*** Opening PROVIDED INFORMATION ***
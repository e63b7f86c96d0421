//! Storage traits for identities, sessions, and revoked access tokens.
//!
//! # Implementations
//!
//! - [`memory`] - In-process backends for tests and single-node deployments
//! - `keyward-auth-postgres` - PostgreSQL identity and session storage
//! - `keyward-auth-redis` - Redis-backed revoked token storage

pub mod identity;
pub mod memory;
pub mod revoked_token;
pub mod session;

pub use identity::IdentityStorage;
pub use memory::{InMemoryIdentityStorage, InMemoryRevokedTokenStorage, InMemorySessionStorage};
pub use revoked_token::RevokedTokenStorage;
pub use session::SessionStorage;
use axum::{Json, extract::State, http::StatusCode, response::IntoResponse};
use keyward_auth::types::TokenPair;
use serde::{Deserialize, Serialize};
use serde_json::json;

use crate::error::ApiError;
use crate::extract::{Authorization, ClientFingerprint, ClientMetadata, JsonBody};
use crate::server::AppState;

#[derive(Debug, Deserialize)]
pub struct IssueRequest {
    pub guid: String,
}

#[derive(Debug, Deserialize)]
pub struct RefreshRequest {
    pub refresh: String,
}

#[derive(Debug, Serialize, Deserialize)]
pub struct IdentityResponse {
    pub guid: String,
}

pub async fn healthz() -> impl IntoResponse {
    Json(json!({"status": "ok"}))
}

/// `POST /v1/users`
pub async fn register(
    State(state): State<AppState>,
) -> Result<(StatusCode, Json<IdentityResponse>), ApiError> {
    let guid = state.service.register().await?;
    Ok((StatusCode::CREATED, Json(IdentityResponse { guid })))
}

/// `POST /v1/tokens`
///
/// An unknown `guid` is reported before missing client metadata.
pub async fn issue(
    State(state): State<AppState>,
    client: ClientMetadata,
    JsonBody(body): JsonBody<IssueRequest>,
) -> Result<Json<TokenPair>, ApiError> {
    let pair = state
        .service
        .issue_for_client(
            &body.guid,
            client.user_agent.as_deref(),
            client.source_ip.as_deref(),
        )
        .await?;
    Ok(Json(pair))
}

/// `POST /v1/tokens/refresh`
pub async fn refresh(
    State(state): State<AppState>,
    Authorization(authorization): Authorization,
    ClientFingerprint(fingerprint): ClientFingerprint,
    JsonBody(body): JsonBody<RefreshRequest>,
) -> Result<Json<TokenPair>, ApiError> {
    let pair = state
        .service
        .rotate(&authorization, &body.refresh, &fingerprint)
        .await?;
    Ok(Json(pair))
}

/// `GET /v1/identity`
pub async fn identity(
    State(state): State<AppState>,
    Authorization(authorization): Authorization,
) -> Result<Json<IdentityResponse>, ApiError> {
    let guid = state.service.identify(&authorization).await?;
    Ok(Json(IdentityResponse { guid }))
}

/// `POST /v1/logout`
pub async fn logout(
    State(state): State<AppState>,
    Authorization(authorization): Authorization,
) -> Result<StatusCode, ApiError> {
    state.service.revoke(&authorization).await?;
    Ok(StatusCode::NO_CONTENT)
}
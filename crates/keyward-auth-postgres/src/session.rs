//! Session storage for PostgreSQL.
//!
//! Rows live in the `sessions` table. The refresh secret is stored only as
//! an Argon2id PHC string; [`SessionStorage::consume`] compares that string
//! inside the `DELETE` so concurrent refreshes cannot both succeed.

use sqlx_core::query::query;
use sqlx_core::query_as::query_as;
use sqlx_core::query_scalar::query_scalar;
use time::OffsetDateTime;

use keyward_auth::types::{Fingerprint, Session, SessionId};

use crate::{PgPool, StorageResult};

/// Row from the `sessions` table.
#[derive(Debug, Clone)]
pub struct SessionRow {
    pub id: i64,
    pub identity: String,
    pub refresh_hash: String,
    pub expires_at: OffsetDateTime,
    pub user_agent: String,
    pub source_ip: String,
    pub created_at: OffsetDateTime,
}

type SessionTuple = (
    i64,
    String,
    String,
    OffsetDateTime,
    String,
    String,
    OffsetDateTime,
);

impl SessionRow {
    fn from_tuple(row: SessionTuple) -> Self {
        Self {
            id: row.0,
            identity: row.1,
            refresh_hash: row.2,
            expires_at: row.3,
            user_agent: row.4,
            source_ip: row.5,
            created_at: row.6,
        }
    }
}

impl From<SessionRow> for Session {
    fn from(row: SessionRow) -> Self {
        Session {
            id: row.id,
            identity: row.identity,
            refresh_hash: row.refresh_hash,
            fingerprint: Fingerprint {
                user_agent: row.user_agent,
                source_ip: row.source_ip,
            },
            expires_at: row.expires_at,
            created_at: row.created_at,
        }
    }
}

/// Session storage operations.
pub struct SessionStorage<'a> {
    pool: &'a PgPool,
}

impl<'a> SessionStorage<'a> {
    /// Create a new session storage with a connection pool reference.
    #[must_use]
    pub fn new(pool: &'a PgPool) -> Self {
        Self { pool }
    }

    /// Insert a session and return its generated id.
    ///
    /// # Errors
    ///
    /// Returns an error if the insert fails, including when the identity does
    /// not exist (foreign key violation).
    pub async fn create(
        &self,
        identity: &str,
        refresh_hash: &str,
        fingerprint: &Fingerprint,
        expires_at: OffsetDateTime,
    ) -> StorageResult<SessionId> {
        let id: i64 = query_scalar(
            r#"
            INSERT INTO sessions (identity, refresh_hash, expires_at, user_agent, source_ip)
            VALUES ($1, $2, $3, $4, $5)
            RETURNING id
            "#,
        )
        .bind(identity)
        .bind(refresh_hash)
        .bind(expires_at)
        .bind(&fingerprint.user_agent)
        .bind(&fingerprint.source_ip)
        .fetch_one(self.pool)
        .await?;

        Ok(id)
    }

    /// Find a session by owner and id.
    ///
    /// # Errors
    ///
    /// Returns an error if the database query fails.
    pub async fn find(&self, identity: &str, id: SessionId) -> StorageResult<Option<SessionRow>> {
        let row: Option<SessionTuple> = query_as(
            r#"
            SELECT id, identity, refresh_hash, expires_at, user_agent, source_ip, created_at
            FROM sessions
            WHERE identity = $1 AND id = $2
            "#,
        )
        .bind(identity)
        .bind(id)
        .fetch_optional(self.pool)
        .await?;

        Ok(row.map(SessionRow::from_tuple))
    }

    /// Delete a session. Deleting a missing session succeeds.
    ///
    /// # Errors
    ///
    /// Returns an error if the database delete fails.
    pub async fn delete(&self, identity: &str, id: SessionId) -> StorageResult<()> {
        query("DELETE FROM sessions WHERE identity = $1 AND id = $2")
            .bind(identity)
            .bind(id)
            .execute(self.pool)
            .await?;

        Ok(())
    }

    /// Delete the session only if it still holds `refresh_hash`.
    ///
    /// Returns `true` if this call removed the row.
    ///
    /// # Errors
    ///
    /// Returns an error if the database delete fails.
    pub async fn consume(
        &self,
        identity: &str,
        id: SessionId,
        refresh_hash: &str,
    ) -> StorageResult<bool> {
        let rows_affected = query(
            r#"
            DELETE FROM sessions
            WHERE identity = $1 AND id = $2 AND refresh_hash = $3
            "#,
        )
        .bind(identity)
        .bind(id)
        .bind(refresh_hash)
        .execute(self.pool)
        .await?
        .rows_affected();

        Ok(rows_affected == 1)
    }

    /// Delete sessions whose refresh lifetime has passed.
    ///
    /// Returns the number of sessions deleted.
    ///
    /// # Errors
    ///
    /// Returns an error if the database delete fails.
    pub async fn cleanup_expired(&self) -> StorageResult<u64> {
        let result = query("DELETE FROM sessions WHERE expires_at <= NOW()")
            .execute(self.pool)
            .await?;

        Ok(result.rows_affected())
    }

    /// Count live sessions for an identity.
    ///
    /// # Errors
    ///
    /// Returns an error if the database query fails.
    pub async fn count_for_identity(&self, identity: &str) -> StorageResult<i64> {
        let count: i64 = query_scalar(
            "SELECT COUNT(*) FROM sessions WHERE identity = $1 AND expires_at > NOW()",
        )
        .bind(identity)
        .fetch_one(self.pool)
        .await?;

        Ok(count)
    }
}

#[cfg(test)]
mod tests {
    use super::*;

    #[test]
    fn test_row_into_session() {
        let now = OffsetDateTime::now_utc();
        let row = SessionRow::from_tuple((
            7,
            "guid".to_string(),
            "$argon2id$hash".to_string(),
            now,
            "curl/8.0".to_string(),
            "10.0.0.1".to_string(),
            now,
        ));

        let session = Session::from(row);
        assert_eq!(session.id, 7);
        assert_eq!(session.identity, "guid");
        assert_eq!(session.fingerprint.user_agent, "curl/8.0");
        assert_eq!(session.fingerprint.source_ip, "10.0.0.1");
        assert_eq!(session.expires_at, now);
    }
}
*** Closing PROVIDED INFORMATION ***
**TASK PROMPT**:
Working from the material above, restate word for word the lines between the line with "fn from(row: SessionRow)" and the line with "pub struct SessionStorage<'a>", both included, and only those.

**WRITTEN SOLUTION**:
    fn from(row: SessionRow) -> Self {
        Session {
            id: row.id,
            identity: row.identity,
            refresh_hash: row.refresh_hash,
            fingerprint: Fingerprint {
                user_agent: row.user_agent,
                source_ip: row.source_ip,
            },
            expires_at: row.expires_at,
            created_at: row.created_at,
        }
    }
}

/// Session storage operations.
pub struct SessionStorage<'a> {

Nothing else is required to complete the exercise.